BEGIN Data extracts

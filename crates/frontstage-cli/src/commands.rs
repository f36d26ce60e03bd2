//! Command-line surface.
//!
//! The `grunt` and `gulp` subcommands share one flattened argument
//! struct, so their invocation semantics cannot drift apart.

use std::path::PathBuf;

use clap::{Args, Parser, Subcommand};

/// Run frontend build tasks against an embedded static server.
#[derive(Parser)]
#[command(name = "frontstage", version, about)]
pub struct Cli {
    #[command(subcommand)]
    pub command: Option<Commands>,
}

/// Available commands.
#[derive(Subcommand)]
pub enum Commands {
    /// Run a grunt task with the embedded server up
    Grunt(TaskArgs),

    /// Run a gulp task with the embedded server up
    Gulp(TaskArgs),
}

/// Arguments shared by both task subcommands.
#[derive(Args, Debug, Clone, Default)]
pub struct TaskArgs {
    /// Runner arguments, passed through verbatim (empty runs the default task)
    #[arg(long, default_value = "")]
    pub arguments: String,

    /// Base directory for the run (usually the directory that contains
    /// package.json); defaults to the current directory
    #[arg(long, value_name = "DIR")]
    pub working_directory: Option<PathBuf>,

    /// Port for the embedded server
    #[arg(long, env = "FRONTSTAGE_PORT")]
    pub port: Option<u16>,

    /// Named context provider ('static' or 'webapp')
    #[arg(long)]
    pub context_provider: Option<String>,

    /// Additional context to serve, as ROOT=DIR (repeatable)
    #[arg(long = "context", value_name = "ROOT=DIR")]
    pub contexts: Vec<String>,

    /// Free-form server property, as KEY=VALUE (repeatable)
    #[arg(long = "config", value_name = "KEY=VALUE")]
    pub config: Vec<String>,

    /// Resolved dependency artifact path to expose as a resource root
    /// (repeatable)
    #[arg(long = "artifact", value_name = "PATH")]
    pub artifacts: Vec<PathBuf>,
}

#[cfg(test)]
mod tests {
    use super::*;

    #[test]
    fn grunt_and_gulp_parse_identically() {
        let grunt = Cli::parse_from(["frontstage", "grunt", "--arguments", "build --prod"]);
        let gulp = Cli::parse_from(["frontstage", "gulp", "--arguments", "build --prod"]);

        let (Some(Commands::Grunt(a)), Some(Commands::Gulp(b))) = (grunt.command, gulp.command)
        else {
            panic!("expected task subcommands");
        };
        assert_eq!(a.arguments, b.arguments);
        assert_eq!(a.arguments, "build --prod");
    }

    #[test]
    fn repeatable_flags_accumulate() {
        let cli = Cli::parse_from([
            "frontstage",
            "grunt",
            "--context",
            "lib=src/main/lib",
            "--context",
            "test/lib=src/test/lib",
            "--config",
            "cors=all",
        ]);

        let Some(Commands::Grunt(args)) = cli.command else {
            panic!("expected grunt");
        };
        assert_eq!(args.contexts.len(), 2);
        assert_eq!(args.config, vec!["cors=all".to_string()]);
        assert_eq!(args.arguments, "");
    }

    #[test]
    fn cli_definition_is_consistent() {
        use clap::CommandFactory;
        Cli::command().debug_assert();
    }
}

END Data extracts

- Exercise prompt
Wherever the string "TaskArgs" appears in a line of the records above, copy that line.

- Result of the task
    Grunt(TaskArgs),
    Gulp(TaskArgs),
pub struct TaskArgs {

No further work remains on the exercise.